Keith Robinson, FCSC, RSW, CCS, LEED AP
Recently, I was researching into volatile organic compound (VOC) levels for epoxy coatings to meet Leadership in Energy and Environmental Design (LEED) Healthcare requirements. I was well aware of the different levels of familiarity with sustainable measures, and how challenging they are to incorporate into specifications. Why is there no guideline document to help write specifications for this? But then I remembered the planned CSC Green Tek-Aid… and why it never came to be.
It was a high-quality document with thousands of hours of development and review time. However, as the publication date drew near, the next cycle of LEED updates happened, which meant the Tek-Aid would have been outdated by the time CSC members received it. Therefore, executive council and the board decided not to publish it, instead focusing members’ valuable contributions to more tangible goals like French translation.

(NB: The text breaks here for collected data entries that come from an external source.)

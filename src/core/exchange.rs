use crate::core::binding::ExchangeBinding;
use crate::core::errors::ExchangeError;
use crate::core::kernel::pending::PendingCall;
use crate::core::kernel::rest::Dispatcher;
use crate::core::kernel::transport::{HttpTransport, ReqwestTransport};
use crate::core::traits::{AccountInfo, MarketDataSource, OrderPlacer};
use crate::core::types::{
    Balances, Kline, Market, Order, OrderBook, OrderRequest, OrderStatus, Params, Position,
    Symbol, Ticker, Trade,
};
use async_trait::async_trait;
use serde_json::Value;
use std::collections::HashMap;
use std::sync::Arc;
use tokio::sync::RwLock;
use tracing::{debug, instrument};

/// Markets indexed by unified symbol and by exchange id
#[derive(Debug, Clone, Default)]
pub struct MarketCache {
    by_symbol: HashMap<String, Market>,
    by_id: HashMap<String, String>,
}

impl MarketCache {
    pub fn new(markets: Vec<Market>) -> Self {
        let mut cache = Self::default();
        for market in markets {
            cache.by_id.insert(market.id.clone(), market.symbol.clone());
            cache.by_symbol.insert(market.symbol.clone(), market);
        }
        cache
    }

    pub fn get(&self, symbol: &str) -> Option<&Market> {
        self.by_symbol.get(symbol)
    }

    pub fn by_id(&self, market_id: &str) -> Option<&Market> {
        self.by_id
            .get(market_id)
            .and_then(|symbol| self.by_symbol.get(symbol))
    }

    pub fn markets(&self) -> impl Iterator<Item = &Market> {
        self.by_symbol.values()
    }

    pub fn len(&self) -> usize {
        self.by_symbol.len()
    }

    pub fn is_empty(&self) -> bool {
        self.by_symbol.is_empty()
    }
}

/// Async facade over one exchange binding.
///
/// Each typed operation resolves the market, builds params through the
/// binding, dispatches and parses the reply with the binding again. The
/// market list is fetched once and cached.
pub struct AsyncExchange<B: ExchangeBinding, T: HttpTransport = ReqwestTransport> {
    binding: Arc<B>,
    dispatcher: Dispatcher<T>,
    markets: RwLock<Option<Arc<MarketCache>>>,
}

impl<B: ExchangeBinding, T: HttpTransport> AsyncExchange<B, T> {
    pub fn new(binding: Arc<B>, dispatcher: Dispatcher<T>) -> Self {
        Self {
            binding,
            dispatcher,
            markets: RwLock::new(None),
        }
    }

    pub fn id(&self) -> &'static str {
        self.binding.profile().id
    }

    pub fn binding(&self) -> &B {
        &self.binding
    }

    pub const fn dispatcher(&self) -> &Dispatcher<T> {
        &self.dispatcher
    }

    /// Whether the binding maps `operation` to an endpoint
    pub fn has(&self, operation: &str) -> bool {
        self.binding.profile().has(operation)
    }

    /// Raw escape hatch: dispatch any operation of the endpoint table
    pub fn dispatch(&self, operation: &str, params: Params) -> PendingCall<Value> {
        self.dispatcher.dispatch(operation, params)
    }

    /// Fetch markets once and cache them; `reload` forces a refresh
    #[instrument(skip(self), fields(exchange = %self.id()))]
    pub async fn load_markets(&self, reload: bool) -> Result<Arc<MarketCache>, ExchangeError> {
        if !reload {
            if let Some(cache) = self.markets.read().await.as_ref() {
                return Ok(Arc::clone(cache));
            }
        }

        let mut slot = self.markets.write().await;
        if let (false, Some(cache)) = (reload, slot.as_ref()) {
            return Ok(Arc::clone(cache));
        }

        let response = self
            .dispatcher
            .dispatch("fetchMarkets", self.binding.markets_params())
            .await?;
        let cache = Arc::new(MarketCache::new(self.binding.parse_markets(&response)?));
        debug!(markets = cache.len(), "markets loaded");
        *slot = Some(Arc::clone(&cache));
        Ok(cache)
    }

    /// Market for a unified symbol.
    ///
    /// Without a market listing endpoint the market is derived from the
    /// symbol alone.
    pub async fn market(&self, symbol: &str) -> Result<Market, ExchangeError> {
        if !self.has("fetchMarkets") {
            return self.derived_market(symbol);
        }

        let cache = self.load_markets(false).await?;
        cache.get(symbol).cloned().ok_or_else(|| {
            ExchangeError::InvalidParameters(format!("{} has no market {}", self.id(), symbol))
        })
    }

    fn derived_market(&self, symbol: &str) -> Result<Market, ExchangeError> {
        let parsed =
            Symbol::parse(symbol).map_err(|e| ExchangeError::InvalidParameters(e.to_string()))?;
        Ok(Market {
            id: self.binding.market_id(symbol)?,
            symbol: symbol.to_string(),
            base: parsed.base,
            quote: parsed.quote,
            active: true,
            price_precision: None,
            amount_precision: None,
            min_amount: None,
            max_amount: None,
            min_price: None,
            max_price: None,
        })
    }

    async fn optional_market(&self, symbol: Option<&str>) -> Result<Option<Market>, ExchangeError> {
        match symbol {
            Some(symbol) => self.market(symbol).await.map(Some),
            None => Ok(None),
        }
    }

    /// Exchange id for a unified symbol
    pub async fn market_id(&self, symbol: &str) -> Result<String, ExchangeError> {
        self.market(symbol).await.map(|market| market.id)
    }

    /// Cached markets for mapping ids back to symbols, if the exchange lists them
    async fn symbol_index(&self) -> Result<Option<Arc<MarketCache>>, ExchangeError> {
        if self.has("fetchMarkets") {
            self.load_markets(false).await.map(Some)
        } else {
            Ok(None)
        }
    }

    async fn order_history(
        &self,
        operation: &str,
        params: Params,
        market: Option<&Market>,
    ) -> Result<Vec<Order>, ExchangeError> {
        let response = self.dispatcher.dispatch(operation, params).await?;
        let mut orders = self.binding.parse_orders(&response, market)?;
        if market.is_none() {
            let index = self.symbol_index().await?;
            for order in &mut orders {
                unify_symbol(index.as_deref(), &mut order.symbol);
            }
        }
        Ok(orders)
    }
}

fn unify_symbol(index: Option<&MarketCache>, symbol: &mut String) {
    if let Some(market) = index.and_then(|index| index.by_id(symbol)) {
        *symbol = market.symbol.clone();
    }
}

/// Sort oldest first, drop rows before `since`, then cap at `limit`.
///
/// With `since` the earliest rows are kept, without it the most recent ones.
fn since_limit<T>(
    mut rows: Vec<T>,
    timestamp: impl Fn(&T) -> Option<i64>,
    since: Option<i64>,
    limit: Option<u32>,
) -> Vec<T> {
    rows.sort_by_key(|row| timestamp(row));
    if let Some(since) = since {
        rows.retain(|row| timestamp(row).map_or(true, |ts| ts >= since));
    }
    if let Some(limit) = limit.map(|limit| limit as usize) {
        if rows.len() > limit {
            if since.is_some() {
                rows.truncate(limit);
            } else {
                rows.drain(..rows.len() - limit);
            }
        }
    }
    rows
}

#[async_trait]
impl<B: ExchangeBinding, T: HttpTransport> MarketDataSource for AsyncExchange<B, T> {
    async fn fetch_markets(&self) -> Result<Vec<Market>, ExchangeError> {
        let cache = self.load_markets(true).await?;
        Ok(cache.markets().cloned().collect())
    }

    #[instrument(skip(self), fields(exchange = %self.id()))]
    async fn fetch_ticker(&self, symbol: &str) -> Result<Ticker, ExchangeError> {
        let market = self.market(symbol).await?;
        let response = self
            .dispatcher
            .dispatch("fetchTicker", self.binding.ticker_params(&market))
            .await?;
        self.binding.parse_ticker(&response, &market)
    }

    #[instrument(skip(self), fields(exchange = %self.id()))]
    async fn fetch_tickers(&self, symbols: Option<&[&str]>) -> Result<Vec<Ticker>, ExchangeError> {
        let index = self.symbol_index().await?;
        let response = self
            .dispatcher
            .dispatch("fetchTickers", self.binding.tickers_params())
            .await?;
        let mut tickers = self.binding.parse_tickers(&response)?;
        for ticker in &mut tickers {
            unify_symbol(index.as_deref(), &mut ticker.symbol);
        }
        if let Some(symbols) = symbols {
            tickers.retain(|ticker| symbols.contains(&ticker.symbol.as_str()));
        }
        Ok(tickers)
    }

    #[instrument(skip(self), fields(exchange = %self.id()))]
    async fn fetch_order_book(
        &self,
        symbol: &str,
        limit: Option<u32>,
    ) -> Result<OrderBook, ExchangeError> {
        let market = self.market(symbol).await?;
        let response = self
            .dispatcher
            .dispatch("fetchOrderBook", self.binding.order_book_params(&market, limit))
            .await?;
        self.binding.parse_order_book(&response, &market)
    }

    async fn fetch_trades(
        &self,
        symbol: &str,
        limit: Option<u32>,
    ) -> Result<Vec<Trade>, ExchangeError> {
        let market = self.market(symbol).await?;
        let response = self
            .dispatcher
            .dispatch("fetchTrades", self.binding.trades_params(&market, limit))
            .await?;
        self.binding.parse_trades(&response, &market)
    }

    async fn fetch_ohlcv(
        &self,
        symbol: &str,
        timeframe: &str,
        since: Option<i64>,
        limit: Option<u32>,
    ) -> Result<Vec<Kline>, ExchangeError> {
        let interval = self.binding.profile().timeframe(timeframe)?;
        let market = self.market(symbol).await?;
        let params = self.binding.ohlcv_params(&market, interval, since, limit);
        let response = self.dispatcher.dispatch("fetchOHLCV", params).await?;
        self.binding.parse_ohlcv(&response, &market, timeframe)
    }
}

#[async_trait]
impl<B: ExchangeBinding, T: HttpTransport> OrderPlacer for AsyncExchange<B, T> {
    #[instrument(skip(self, order), fields(exchange = %self.id(), symbol = %order.symbol))]
    async fn create_order(&self, order: OrderRequest) -> Result<Order, ExchangeError> {
        let market = self.market(&order.symbol).await?;
        let order = OrderRequest {
            amount: market.amount_to_precision(order.amount),
            price: order.price.map(|price| market.price_to_precision(price)),
            ..order
        };
        if order.amount.value().is_zero() {
            return Err(ExchangeError::InvalidOrder(format!(
                "amount rounds to zero for {}",
                market.symbol
            )));
        }
        let params = self.binding.create_order_params(&order, &market)?;
        let response = self.dispatcher.dispatch("createOrder", params).await?;
        self.binding.parse_order(&response, Some(&market))
    }

    #[instrument(skip(self), fields(exchange = %self.id()))]
    async fn cancel_order(&self, id: &str, symbol: Option<&str>) -> Result<Order, ExchangeError> {
        let market = self.optional_market(symbol).await?;
        let params = self.binding.cancel_order_params(id, market.as_ref())?;
        let response = self.dispatcher.dispatch("cancelOrder", params).await?;
        self.binding.parse_order(&response, market.as_ref())
    }

    async fn fetch_order(&self, id: &str, symbol: Option<&str>) -> Result<Order, ExchangeError> {
        let market = self.optional_market(symbol).await?;
        let params = self.binding.fetch_order_params(id, market.as_ref())?;
        let response = self.dispatcher.dispatch("fetchOrder", params).await?;
        self.binding.parse_order(&response, market.as_ref())
    }

    async fn fetch_open_orders(&self, symbol: Option<&str>) -> Result<Vec<Order>, ExchangeError> {
        let market = self.optional_market(symbol).await?;
        let params = self.binding.open_orders_params(market.as_ref());
        let response = self.dispatcher.dispatch("fetchOpenOrders", params).await?;
        self.binding.parse_orders(&response, market.as_ref())
    }

    async fn fetch_orders(
        &self,
        symbol: Option<&str>,
        since: Option<i64>,
        limit: Option<u32>,
    ) -> Result<Vec<Order>, ExchangeError> {
        let market = self.optional_market(symbol).await?;
        let params = self.binding.orders_params(market.as_ref(), since, limit);
        let orders = self.order_history("fetchOrders", params, market.as_ref()).await?;
        Ok(since_limit(orders, |order| order.timestamp, since, limit))
    }

    async fn fetch_closed_orders(
        &self,
        symbol: Option<&str>,
        since: Option<i64>,
        limit: Option<u32>,
    ) -> Result<Vec<Order>, ExchangeError> {
        let market = self.optional_market(symbol).await?;
        let params = self.binding.closed_orders_params(market.as_ref(), since, limit);
        let mut orders = self
            .order_history("fetchClosedOrders", params, market.as_ref())
            .await?;
        orders.retain(|order| order.status == Some(OrderStatus::Closed));
        Ok(since_limit(orders, |order| order.timestamp, since, limit))
    }

    #[instrument(skip(self), fields(exchange = %self.id()))]
    async fn fetch_my_trades(
        &self,
        symbol: Option<&str>,
        since: Option<i64>,
        limit: Option<u32>,
    ) -> Result<Vec<Trade>, ExchangeError> {
        let market = self.optional_market(symbol).await?;
        let params = self.binding.my_trades_params(market.as_ref(), since, limit);
        let response = self.dispatcher.dispatch("fetchMyTrades", params).await?;
        let mut trades = self.binding.parse_my_trades(&response, market.as_ref())?;
        if market.is_none() {
            let index = self.symbol_index().await?;
            for trade in &mut trades {
                unify_symbol(index.as_deref(), &mut trade.symbol);
            }
        }
        Ok(since_limit(trades, |trade| Some(trade.timestamp), since, limit))
    }
}

#[async_trait]
impl<B: ExchangeBinding, T: HttpTransport> AccountInfo for AsyncExchange<B, T> {
    #[instrument(skip(self), fields(exchange = %self.id()))]
    async fn fetch_balance(&self) -> Result<Balances, ExchangeError> {
        let response = self
            .dispatcher
            .dispatch("fetchBalance", self.binding.balance_params())
            .await?;
        self.binding.parse_balance(&response)
    }

    async fn fetch_positions(&self) -> Result<Vec<Position>, ExchangeError> {
        let response = self
            .dispatcher
            .dispatch("fetchPositions", self.binding.positions_params())
            .await?;
        self.binding.parse_positions(&response)
    }
}

#[cfg(test)]
mod tests {
    use super::*;

    #[test]
    fn test_since_limit_window() {
        let rows = vec![Some(30), None, Some(10), Some(20), Some(40)];

        let recent = since_limit(rows.clone(), |row| *row, None, Some(2));
        assert_eq!(recent, vec![Some(30), Some(40)]);

        let from = since_limit(rows.clone(), |row| *row, Some(20), Some(2));
        assert_eq!(from, vec![None, Some(20)]);

        let all = since_limit(rows, |row| *row, Some(25), None);
        assert_eq!(all, vec![None, Some(30), Some(40)]);
    }
}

The five ever-evolving LEED programs, with their varying levels of reporting and performance requirements, along with competitors like Green Globes, have complicated specifiers’ efforts. Most of these rating systems are becoming more stringent, requiring time to research and gather sufficient information to provide to the constructor.
In the past, it was just a matter of determining which materials met the specification, and then having them installed. Now, the constructor’s job is complicated by trying to fulfil not only the technical performance requirements of the component products within the specification, but also the layer of documentation required for appropriate sourcing. Severe delays are typical when procurement does not begin early enough in the project.
Owners are also challenged, wanting to do the right thing, but faced with the consequences of decisions arising from the competing rating systems. Delays can be inconvenient, and may have financial consequences. Doing things differently to meet sustainable targets also means the building’s quality may not be what was expected, as the tradespeople learn to adjust to different product properties and implement new skillsets or technologies.
In a world of constant evolution with pressure to build more sustainable buildings, there are too many variables to consider in our decision-making requirements to rely on outdated documents. Nothing can replace appropriate research—falling back on a single guide document like the once-proposed Tek-Aid is often a misguided effort. We need to rely on multiple sources of information and verify project performance requirements more diligently than at any time in the history of specification writing.